Somerset didn’t last a year — Santa Barbara never quite embraced the opulent settings, the expensive menu, or the owner’s open disdain for our existing culinary culture — but the failure had nothing to do with the married couple’s delicious food. They stayed on to transition the concept from glamorous to the more casual Smithy’s, and then left in June 2018 to chart a new course. “It was a good stepping stone for us to move up here,” explained Herman of the Somerset experience. “Without that, we’d never have done this.”
“This” is Bossie’s Kitchen, a fast-casual, organic-leaning, farmers’-market-powered bistro-meets-deli-meets-neighborhood hangout at the corner of Milpas and East Canon Perdido streets. The restaurant sits in the original home of the Live Oak Dairy, whose Streamline Moderne structure was built in 1939 and is still topped by the busy corner’s famous cow sculpture, known by generations as Old Bossy.
It’s been a revolving door of eateries in recent decades, but Herman and Olufson are taking smarter steps, starting with the name. “Let’s name it after her — she’s been here since the ’40s,” said Herman of calling it Bossie’s Kitchen. “Everyone is so excited that we embraced the cow.”
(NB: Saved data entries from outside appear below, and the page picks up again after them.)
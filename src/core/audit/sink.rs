//! Usage sinks
//!
//! Recording is fire-and-forget: a slow or broken sink never delays request handling.

use super::types::UsageRecord;
use std::sync::Arc;
use std::sync::atomic::{AtomicU64, Ordering};
use tokio::sync::mpsc;
use tracing::{error, info, warn};

/// Receives one record per finished request
pub trait UsageSink: Send + Sync {
    fn record(&self, record: UsageRecord);
}

/// Writes records as structured events with target `usage`
#[derive(Debug, Default, Clone, Copy)]
pub struct TracingUsageSink;

impl UsageSink for TracingUsageSink {
    fn record(&self, record: UsageRecord) {
        let usage = record.usage.unwrap_or_default();
        info!(
            target: "usage",
            user_id = %record.user_id,
            connection_id = %record.connection_id,
            request_id = %record.request_id,
            provider = record.provider.as_deref().unwrap_or("-"),
            model = %record.model,
            prompt_tokens = usage.prompt_tokens,
            completion_tokens = usage.completion_tokens,
            total_tokens = usage.total_tokens,
            credits = record.credits,
            duration_ms = record.duration_ms,
            success = record.success,
            error = record.error.as_deref().unwrap_or(""),
            "request completed"
        );
    }
}

/// Bounded channel in front of another sink. Records are dropped with a warning when the
/// channel is full.
#[derive(Debug)]
pub struct ChannelUsageSink {
    sender: mpsc::Sender<UsageRecord>,
    dropped: AtomicU64,
}

impl ChannelUsageSink {
    /// Spawn the draining task; must be called inside a tokio runtime
    pub fn spawn(capacity: usize, inner: Arc<dyn UsageSink>) -> Self {
        let (sender, mut receiver) = mpsc::channel::<UsageRecord>(capacity.max(1));

        tokio::spawn(async move {
            while let Some(record) = receiver.recv().await {
                inner.record(record);
            }
        });

        Self {
            sender,
            dropped: AtomicU64::new(0),
        }
    }

    /// Records lost to a full or closed channel
    pub fn dropped(&self) -> u64 {
        self.dropped.load(Ordering::Relaxed)
    }
}

impl UsageSink for ChannelUsageSink {
    fn record(&self, record: UsageRecord) {
        match self.sender.try_send(record) {
            Ok(()) => {}
            Err(mpsc::error::TrySendError::Full(record)) => {
                self.dropped.fetch_add(1, Ordering::Relaxed);
                warn!(request_id = %record.request_id, "Usage sink buffer full, record dropped");
            }
            Err(mpsc::error::TrySendError::Closed(record)) => {
                self.dropped.fetch_add(1, Ordering::Relaxed);
                error!(request_id = %record.request_id, "Usage sink channel closed");
            }
        }
    }
}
Even more promising are the crowds that have steadily amassed since the January 29 opening, including many regular visitors who live nearby, like the mother-daughter duo who pop in multiple times per week, or the Santa Barbara High students hungry for the $9 half-sandwich/cookie/drink combo. “We just wanted to do something for the neighborhood that wasn’t fussy,” said Olufson.
The stark-white, light-green, and sandy-wood decor is bright even on rainy days but is also soft and welcoming, and the food is fresh, flavorful, and comforting by design. “It’s everything we like to eat and cook,” said Olufson, who’s brought her renowned pastry skills to the cakes and other creations that lure from behind the counter glass, like the cardamom-glazed, pistachio- and candied-kumquat-topped donuts.
Recent seasonal salad options included radicchio laced with citrus chunks, a Caesar with great crunch, and a kale and quinoa creation that was tied together with a zesty vinaigrette. These are definitely big-girl salads — never dumbed down, not afraid to play with bitter or sour, always textural, extra crunchy with just-picked freshness.
Another early hit is the Korean fried chicken sandwich — framed by Olufson’s just-baked brioche bun and cut by sesame-flecked slaw, the gochujang-spiced chicken patty is more conglomerate than whole slab of breast, making it hard to tell where one morsel finishes and another starts. The effect is addictive, making it the best fried chicken sandwich in town right now, amid fierce competition.
Also popular are the weekend brunches and happy hours every Tuesday-Friday, 4:30-6 p.m., with $7 wine, $6 beers, and a menu that features two deviled eggs for $2, among other bites. “Lauren’s mom makes deviled eggs for every family gathering, and we liked them so much, we put them on the menu,” said Olufson.
It may be the nightly specials that wind up stealing the Bossie’s show, particularly the $14 chicken pot pie on Wednesdays and $19.50 pot roast dinner on Sundays. Other nights explore more ethnic offerings, from Middle Eastern chicken tagine on Tuesdays to Italian meatballs on Thursdays to Korean-tinged salmon and Vietnamese-ish pork belly on Fridays and Saturdays respectively.
“We do what sounds tasty,” added Herman, noting that the menu reflects their multiethnic American backgrounds. “People just want some down-home good food.”
Despite their illustrious résumés — they actually met while working in the kitchen of Lucques — this is the first restaurant that the couple owns themselves. “It makes the 18-hour days a little less painful,” said Olufson.
They seem perfectly at home in Bossie’s, sporting wide smiles even as the lines pile up, and Santa Barbara suits them well. Their first date was actually up here, and they got married in Summerland, near where they live today.
“It was such a nice pace of life change,” said Olufson of their move from L.A. Confirmed Herman, “We really love it up here.”